(Provided records)

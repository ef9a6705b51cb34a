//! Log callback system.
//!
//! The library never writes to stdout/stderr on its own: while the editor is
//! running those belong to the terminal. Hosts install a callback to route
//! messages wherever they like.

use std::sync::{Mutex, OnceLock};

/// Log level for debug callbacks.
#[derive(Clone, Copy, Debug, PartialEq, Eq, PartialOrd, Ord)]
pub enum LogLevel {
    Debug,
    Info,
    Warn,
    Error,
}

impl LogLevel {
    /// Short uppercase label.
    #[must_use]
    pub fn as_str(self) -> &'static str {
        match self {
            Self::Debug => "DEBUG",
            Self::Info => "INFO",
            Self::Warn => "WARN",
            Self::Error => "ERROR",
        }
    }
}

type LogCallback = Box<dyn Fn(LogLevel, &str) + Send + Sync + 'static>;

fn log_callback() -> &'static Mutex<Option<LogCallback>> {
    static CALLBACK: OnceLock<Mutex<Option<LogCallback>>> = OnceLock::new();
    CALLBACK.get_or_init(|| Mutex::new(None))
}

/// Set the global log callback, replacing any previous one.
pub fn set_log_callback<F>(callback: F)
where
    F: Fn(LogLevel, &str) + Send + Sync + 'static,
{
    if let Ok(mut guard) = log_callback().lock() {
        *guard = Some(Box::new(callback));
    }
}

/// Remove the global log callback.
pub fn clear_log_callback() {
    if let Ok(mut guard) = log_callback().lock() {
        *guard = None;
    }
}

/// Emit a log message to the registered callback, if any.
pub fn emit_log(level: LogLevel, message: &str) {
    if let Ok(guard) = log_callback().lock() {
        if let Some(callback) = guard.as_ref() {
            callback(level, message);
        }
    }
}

(End Provided records)
(Provided records)

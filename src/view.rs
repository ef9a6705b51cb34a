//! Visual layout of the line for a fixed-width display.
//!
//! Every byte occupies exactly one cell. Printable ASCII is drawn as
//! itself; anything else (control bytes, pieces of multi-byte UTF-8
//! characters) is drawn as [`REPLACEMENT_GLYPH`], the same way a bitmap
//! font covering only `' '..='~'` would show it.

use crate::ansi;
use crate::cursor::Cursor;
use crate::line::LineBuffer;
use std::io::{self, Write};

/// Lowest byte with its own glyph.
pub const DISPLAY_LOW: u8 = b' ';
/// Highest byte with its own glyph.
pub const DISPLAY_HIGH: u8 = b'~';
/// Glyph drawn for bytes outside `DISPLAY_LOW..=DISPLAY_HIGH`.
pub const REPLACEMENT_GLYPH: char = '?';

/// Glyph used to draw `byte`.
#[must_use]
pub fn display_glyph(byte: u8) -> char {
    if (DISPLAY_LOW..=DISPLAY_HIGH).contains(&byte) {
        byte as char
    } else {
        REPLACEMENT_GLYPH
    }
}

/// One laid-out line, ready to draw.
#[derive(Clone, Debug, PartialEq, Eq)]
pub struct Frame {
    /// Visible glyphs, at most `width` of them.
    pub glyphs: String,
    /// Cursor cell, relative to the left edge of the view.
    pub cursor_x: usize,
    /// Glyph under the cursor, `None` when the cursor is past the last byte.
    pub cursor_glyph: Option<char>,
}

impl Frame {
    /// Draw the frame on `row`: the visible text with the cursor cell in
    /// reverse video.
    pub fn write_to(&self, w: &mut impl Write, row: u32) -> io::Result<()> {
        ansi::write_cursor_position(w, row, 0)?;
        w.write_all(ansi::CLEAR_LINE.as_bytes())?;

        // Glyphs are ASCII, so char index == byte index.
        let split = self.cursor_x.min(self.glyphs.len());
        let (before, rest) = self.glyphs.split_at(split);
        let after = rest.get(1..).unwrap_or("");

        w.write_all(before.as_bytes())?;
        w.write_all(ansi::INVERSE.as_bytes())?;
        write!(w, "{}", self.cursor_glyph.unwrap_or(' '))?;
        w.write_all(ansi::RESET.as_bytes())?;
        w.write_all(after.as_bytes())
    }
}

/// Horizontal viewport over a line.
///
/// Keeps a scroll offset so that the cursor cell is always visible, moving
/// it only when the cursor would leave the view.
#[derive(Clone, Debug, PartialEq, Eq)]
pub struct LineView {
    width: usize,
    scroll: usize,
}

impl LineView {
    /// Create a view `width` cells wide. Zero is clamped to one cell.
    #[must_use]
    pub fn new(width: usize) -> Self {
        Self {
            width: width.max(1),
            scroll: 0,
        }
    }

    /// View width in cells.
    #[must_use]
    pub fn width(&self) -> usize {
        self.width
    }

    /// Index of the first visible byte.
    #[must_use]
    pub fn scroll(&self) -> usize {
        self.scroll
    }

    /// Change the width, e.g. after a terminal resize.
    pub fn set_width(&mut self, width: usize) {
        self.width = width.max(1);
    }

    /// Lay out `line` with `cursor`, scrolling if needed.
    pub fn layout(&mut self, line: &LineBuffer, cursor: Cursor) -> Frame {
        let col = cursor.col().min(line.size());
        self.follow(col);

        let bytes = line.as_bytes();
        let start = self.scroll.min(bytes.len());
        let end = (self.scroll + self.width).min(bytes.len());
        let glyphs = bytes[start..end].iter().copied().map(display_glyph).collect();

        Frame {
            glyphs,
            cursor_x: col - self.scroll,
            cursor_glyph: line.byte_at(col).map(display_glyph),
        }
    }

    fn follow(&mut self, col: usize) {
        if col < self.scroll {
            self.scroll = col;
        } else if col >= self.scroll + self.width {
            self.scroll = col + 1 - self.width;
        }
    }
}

(End Provided records)
(Provided records)

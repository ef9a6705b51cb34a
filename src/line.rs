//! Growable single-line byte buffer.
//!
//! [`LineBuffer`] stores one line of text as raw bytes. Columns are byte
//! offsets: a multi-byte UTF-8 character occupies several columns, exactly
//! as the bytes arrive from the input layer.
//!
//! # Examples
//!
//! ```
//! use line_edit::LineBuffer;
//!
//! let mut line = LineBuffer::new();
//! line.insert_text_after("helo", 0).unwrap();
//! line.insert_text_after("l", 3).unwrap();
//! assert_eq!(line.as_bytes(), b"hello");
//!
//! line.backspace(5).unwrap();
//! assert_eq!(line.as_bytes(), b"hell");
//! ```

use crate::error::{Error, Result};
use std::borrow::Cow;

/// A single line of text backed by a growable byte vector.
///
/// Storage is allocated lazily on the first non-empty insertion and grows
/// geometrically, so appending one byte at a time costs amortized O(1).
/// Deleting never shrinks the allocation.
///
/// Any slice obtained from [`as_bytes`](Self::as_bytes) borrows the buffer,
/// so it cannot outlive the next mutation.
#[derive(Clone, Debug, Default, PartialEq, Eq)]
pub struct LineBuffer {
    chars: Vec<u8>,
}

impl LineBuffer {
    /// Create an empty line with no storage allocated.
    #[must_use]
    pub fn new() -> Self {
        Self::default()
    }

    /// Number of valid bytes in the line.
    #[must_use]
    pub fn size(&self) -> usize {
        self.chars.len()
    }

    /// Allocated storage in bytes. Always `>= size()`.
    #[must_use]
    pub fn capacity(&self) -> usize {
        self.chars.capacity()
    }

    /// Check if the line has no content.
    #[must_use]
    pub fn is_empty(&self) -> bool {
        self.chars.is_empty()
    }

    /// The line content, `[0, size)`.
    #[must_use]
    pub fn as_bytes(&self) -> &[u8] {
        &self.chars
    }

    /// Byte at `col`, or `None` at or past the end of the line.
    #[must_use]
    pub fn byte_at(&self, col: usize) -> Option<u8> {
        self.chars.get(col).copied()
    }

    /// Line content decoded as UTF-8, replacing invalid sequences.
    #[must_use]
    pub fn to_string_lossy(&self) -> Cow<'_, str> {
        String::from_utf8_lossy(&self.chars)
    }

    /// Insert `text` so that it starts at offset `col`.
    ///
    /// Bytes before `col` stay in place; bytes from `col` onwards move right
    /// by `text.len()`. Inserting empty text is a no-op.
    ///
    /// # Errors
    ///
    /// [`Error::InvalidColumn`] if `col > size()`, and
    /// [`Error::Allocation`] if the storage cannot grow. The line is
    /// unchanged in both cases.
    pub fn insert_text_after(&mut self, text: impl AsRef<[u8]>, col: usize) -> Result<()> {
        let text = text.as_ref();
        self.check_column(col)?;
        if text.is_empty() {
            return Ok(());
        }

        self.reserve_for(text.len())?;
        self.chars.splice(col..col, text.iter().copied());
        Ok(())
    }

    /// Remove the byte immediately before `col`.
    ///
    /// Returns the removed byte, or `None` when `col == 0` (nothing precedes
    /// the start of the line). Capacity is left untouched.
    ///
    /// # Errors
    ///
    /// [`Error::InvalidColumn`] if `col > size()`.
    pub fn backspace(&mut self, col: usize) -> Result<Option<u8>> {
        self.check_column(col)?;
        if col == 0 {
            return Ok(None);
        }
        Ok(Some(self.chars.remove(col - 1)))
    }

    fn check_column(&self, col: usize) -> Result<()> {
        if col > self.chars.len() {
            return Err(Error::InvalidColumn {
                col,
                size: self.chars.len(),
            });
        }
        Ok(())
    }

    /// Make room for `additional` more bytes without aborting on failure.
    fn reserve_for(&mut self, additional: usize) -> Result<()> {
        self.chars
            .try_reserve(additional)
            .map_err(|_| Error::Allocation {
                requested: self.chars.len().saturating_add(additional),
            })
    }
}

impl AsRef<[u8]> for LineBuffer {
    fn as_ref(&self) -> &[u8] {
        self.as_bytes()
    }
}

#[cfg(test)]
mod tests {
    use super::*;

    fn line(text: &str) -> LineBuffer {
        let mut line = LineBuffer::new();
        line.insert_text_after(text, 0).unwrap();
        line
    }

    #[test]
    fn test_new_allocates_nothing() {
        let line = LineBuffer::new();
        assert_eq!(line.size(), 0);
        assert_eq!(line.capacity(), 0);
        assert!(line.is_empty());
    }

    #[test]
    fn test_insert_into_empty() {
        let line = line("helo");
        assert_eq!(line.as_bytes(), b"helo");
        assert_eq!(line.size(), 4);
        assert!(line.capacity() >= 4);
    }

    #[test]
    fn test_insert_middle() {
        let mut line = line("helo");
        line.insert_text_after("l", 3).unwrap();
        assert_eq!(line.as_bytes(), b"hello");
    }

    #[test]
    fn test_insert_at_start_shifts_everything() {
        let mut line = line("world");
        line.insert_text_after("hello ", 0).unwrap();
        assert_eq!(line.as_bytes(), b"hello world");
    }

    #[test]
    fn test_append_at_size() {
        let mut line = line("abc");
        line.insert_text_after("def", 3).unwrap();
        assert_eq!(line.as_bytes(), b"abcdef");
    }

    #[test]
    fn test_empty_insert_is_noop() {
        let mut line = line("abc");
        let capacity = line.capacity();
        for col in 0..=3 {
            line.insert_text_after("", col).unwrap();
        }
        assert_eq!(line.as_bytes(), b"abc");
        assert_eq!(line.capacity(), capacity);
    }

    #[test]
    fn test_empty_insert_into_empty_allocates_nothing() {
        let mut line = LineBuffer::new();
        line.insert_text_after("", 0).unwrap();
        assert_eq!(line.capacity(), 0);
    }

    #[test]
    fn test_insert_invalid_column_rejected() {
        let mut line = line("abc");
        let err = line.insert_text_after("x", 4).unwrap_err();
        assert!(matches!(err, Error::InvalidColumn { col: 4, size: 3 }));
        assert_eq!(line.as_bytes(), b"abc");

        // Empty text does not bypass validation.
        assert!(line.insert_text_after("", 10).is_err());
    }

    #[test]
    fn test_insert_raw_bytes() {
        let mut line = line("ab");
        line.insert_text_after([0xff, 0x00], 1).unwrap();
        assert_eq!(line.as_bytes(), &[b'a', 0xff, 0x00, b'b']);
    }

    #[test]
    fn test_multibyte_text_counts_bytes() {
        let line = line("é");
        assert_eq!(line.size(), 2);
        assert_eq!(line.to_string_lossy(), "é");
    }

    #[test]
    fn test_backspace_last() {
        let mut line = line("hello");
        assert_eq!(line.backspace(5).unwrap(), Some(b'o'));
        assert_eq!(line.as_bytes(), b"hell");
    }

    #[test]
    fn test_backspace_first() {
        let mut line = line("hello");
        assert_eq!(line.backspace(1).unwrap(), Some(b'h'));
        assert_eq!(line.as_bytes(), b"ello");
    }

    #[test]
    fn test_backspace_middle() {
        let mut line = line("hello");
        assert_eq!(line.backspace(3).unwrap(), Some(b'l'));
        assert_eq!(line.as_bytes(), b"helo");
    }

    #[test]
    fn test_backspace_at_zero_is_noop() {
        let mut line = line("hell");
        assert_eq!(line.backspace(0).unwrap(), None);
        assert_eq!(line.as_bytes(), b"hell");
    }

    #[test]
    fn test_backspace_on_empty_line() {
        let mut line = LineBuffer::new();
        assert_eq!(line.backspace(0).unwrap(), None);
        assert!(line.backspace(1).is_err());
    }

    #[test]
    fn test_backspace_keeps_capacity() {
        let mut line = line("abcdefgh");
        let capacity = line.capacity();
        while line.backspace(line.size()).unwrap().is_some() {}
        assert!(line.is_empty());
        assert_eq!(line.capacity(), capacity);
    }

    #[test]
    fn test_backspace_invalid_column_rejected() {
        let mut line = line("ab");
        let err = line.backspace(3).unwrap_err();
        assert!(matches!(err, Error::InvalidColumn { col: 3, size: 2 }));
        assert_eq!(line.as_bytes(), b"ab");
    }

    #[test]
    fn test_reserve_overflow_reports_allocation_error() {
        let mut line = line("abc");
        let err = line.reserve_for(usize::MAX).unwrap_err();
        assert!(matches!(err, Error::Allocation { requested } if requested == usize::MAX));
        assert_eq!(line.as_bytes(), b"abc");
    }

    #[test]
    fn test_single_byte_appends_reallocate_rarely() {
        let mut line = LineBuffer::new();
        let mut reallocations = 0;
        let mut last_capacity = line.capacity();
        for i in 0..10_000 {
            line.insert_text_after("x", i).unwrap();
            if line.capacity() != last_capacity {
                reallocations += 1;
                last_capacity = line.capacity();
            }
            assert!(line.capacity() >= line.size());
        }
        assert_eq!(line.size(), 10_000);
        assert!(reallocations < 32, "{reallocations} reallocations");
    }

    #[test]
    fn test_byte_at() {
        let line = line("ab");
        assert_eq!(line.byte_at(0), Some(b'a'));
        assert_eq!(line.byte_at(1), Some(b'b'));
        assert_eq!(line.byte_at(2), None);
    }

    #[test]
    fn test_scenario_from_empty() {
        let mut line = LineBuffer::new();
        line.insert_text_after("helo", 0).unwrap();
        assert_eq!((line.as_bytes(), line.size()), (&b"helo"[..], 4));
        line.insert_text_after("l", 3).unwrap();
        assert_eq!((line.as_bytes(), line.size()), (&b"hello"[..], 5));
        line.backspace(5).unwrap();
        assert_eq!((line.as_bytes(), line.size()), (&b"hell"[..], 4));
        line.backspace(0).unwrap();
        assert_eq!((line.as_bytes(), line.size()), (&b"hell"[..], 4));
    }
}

(End Provided records)

Instructions for the task. Only the lines containing the word "requested" should be returned from the data above.

Answer section.
                requested: self.chars.len().saturating_add(additional),
        assert!(matches!(err, Error::Allocation { requested } if requested == usize::MAX));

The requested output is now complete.